Nada más tomar el desvío el camino se empina un poco más. Se van alternando los tramos de camino señalizado con hitos y los que no lo están pero se intuyen. Vamos pasando del bosque a praderas alternativamente. En un momento dado perdemos la senda y trepamos por un muro descompuesto al entender que seguir recto es lo más lógico. Error, a pesar de llegar a un punto donde divisamos los dos paredones por donde habremos de pasar, no encontramos la forma de acceder a un lugar de paso. Llevamos un buen rato haciendo el jabalí y decidimos regresar al punto donde perdimos el rastro del camino y probar otra opción… Nos temíamos esto. Reviso el track y no debemos estar lejos de la pista correcta.

Decidimos seguir por un bosque de pinos cerrado en una pala muy empinada donde a pesar de no haber señalización alguna es la única opción lógica en el mapa. Tampoco hay otra opción aparte de darnos la vuelta y vamos bien de horario. El suelo que pisamos está lleno de piñas, tierra suelta, cortezas… Y dado que la pendiente es notable nos hemos de ayudar de las manos para poder progresar. Sólo de pensar en la posibilidad de volvernos sobre nuestros pasos me da una pereza… Buf!

Sin embargo, a punto de regresar ya, veo un tubo amarillo de pvc abrazando una de las ramas de un pino y, algo más alejado, otro. Intuyo que al no haber mucha piedra estable ni nada en lo que poder señalizar con pintura la vía, tiene que ser el marcaje de esta. Además, me suena que la ultra Canfranc-Canfranc pasa por allí y algo tiene que haber. Decidimos seguir por allí y empezamos a ver algún hito alternándose con los “salvadores” tubos amarillos… En un momento dado, volvemos a estar bloqueados ya que el último tubo e hito indican una cresta que termina (hasta donde vemos) en un barranco con una caída enorme.

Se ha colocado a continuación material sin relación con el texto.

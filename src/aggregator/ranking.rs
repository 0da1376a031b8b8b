//! Rank scopes by step count.

use super::scope_counter::ScopeCounts;
use log::debug;
use serde::{Deserialize, Serialize};

/// A scope and its step count in ranked output
#[derive(Debug, Clone, PartialEq, Eq, Serialize, Deserialize)]
pub struct RankedScope {
    pub scope: String,
    pub steps: u64,
}

impl RankedScope {
    pub fn new(scope: impl Into<String>, steps: u64) -> Self {
        Self {
            scope: scope.into(),
            steps,
        }
    }
}

/// Rank scopes by descending step count
///
/// **Public** - final stage of the profiling pipeline
///
/// Equal counts are ordered by ascending scope identifier so identical
/// inputs always rank identically. Nothing is truncated.
pub fn rank(counts: &ScopeCounts) -> Vec<RankedScope> {
    let mut ranked: Vec<RankedScope> = counts
        .iter()
        .map(|(scope, steps)| RankedScope::new(scope, steps))
        .collect();

    ranked.sort_by(|a, b| b.steps.cmp(&a.steps).then_with(|| a.scope.cmp(&b.scope)));

    debug!("Ranked {} scopes", ranked.len());

    ranked
}

#[cfg(test)]
mod tests {
    use super::*;
    use pretty_assertions::assert_eq;

    #[test]
    fn test_rank_descending_with_lexical_ties() {
        let mut counts = ScopeCounts::default();
        counts.add("m.zeta", 4);
        counts.add("m.alpha", 4);
        counts.add("m.big", 10);
        counts.add("unmapped", 1);
        counts.add("m.beta", 4);

        assert_eq!(
            rank(&counts),
            vec![
                RankedScope::new("m.big", 10),
                RankedScope::new("m.alpha", 4),
                RankedScope::new("m.beta", 4),
                RankedScope::new("m.zeta", 4),
                RankedScope::new("unmapped", 1),
            ]
        );
    }

    #[test]
    fn test_rank_empty() {
        assert!(rank(&ScopeCounts::default()).is_empty());
    }

    #[test]
    fn test_rank_does_not_consume_counts() {
        let mut counts = ScopeCounts::default();
        counts.add("a", 2);
        let first = rank(&counts);
        let second = rank(&counts);
        assert_eq!(first, second);
        assert_eq!(counts.get("a"), 2);
    }
}
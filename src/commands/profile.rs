//! Profile command implementation.
//!
//! The profile command:
//! 1. Loads program debug info
//! 2. Streams the trace into an offset histogram
//! 3. Resolves scopes and ranks them
//! 4. Writes the report and prints the table

use super::models::ProfileArgs;
use crate::aggregator::{calculate_distribution, count_offsets, rank, to_report, RunInfo};
use crate::output::{render_table, write_report};
use crate::parser::schema::ProfileReport;
use crate::parser::{load_program, open_trace};
use anyhow::{Context, Result};
use log::{debug, info, warn};
use std::time::Instant;

/// Execute the profile command
///
/// **Public** - main entry point called from main.rs
///
/// Nothing is written or printed unless every stage succeeds.
///
/// # Errors
/// * Missing or malformed program file
/// * Missing trace file, missing `pc` column, or an invalid pc value
/// * File write errors
pub fn execute_profile(args: &ProfileArgs) -> Result<ProfileReport> {
    let start_time = Instant::now();

    info!("Step 1/4: Loading program from {}...", args.program.display());
    let program = load_program(&args.program).context("Failed to load program debug info")?;

    info!("Step 2/4: Counting trace records from {}...", args.trace.display());
    let records = open_trace(&args.trace).context("Failed to open trace")?;
    let histogram = count_offsets(records)
        .with_context(|| format!("Failed to read trace {}", args.trace.display()))?;

    let out_of_range = histogram.out_of_range(&program.metadata);
    if out_of_range > 0 {
        warn!(
            "{} distinct pc values fall outside the program's {} instructions",
            out_of_range, program.metadata.instruction_count
        );
    }

    info!(
        "Step 3/4: Resolving {} distinct offsets...",
        histogram.distinct_offsets()
    );
    let counts = histogram.resolve_scopes(&program.index);
    let ranked = rank(&counts);

    let distribution = calculate_distribution(&ranked);
    info!("Step distribution: {}", distribution.summary());

    debug!("Top 3 scopes:");
    for (i, scope) in ranked.iter().take(3).enumerate() {
        debug!("  {}. {} steps: {}", i + 1, scope.steps, scope.scope);
    }

    info!("Step 4/4: Writing output...");
    let run = RunInfo {
        program: args.program.display().to_string(),
        trace: args.trace.display().to_string(),
        instruction_count: program.metadata.instruction_count,
        distinct_offsets: histogram.distinct_offsets(),
    };
    let report = to_report(&ranked, &run);

    if let Some(path) = &args.output_json {
        write_report(&report, path).context("Failed to write report JSON")?;
        info!("✓ Report written to: {}", path.display());
    }

    if args.print_table {
        println!("\nProfiling Results (Scope -> Step Count)");
        println!("{}", render_table(&ranked, args.top));
    }

    info!(
        "Profile completed in {:.2}s",
        start_time.elapsed().as_secs_f64()
    );

    Ok(report)
}

/// Validate profile arguments
///
/// **Public** - can be called before execute_profile for early validation
pub fn validate_args(args: &ProfileArgs) -> Result<()> {
    if args.program.as_os_str().is_empty() {
        anyhow::bail!("Program path cannot be empty");
    }

    if args.trace.as_os_str().is_empty() {
        anyhow::bail!("Trace path cannot be empty");
    }

    if args.top == Some(0) {
        anyhow::bail!("top must be greater than 0");
    }

    if let Some(output) = &args.output_json {
        if output == &args.program || output == &args.trace {
            anyhow::bail!("Output path must differ from the input files");
        }
    }

    Ok(())
}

Entendemos que, aunque implica bajar mucho, no hay otra posibilidad que bajar un barranco que en ese punto se abre. Por orientación y no entrañar dificultad alguna su terreno para descender, podría ser la continuación de la vía… Pero no, cuando llevamos unos metros descendidos, compruebo en el gps que nos estamos desviando del track. No nos podeos explicar dónde está la continuación de la ruta, ¿Se tratará de algún error del track , probable si el que lo colgó en wikiloc lo corrigiera al haberse perdido también..? Da lo mismo, decidimos volver a subir hasta la última señalización.

En este punto, cuando estábamos tanteando un posible paso entre árboles, matojos y bloques de piedra, oímos unos bastones y decidimos dar unas voces para ver por dónde va. Se trataba de un montañero vizcaíno, Jesús Mari, que estaba en las mismas que nosotros volviéndose loco con el track. Él ya está en un punto al que nosotros no nos habíamos atrevido a acceder porque implicaba una trepada algo expuesta pero nos dice que ha subido por ahí. En fin, decidimos no con mucho agrado seguir sus pasos. (*En este punto quiero subrayar que hay otro paso en el que se puede evitar lo que a continuación describiré ya que al hablar con Juan Arregui a nuestra vuelta, nos confirmó que ellos por allí no pasaron.) La trepada, aunque no llegará a IV es muy expuesta en su caída, de unos 5 metros sobre roca dudosa, pero con el barranco a continuación por lo que una caída podría ser fatal.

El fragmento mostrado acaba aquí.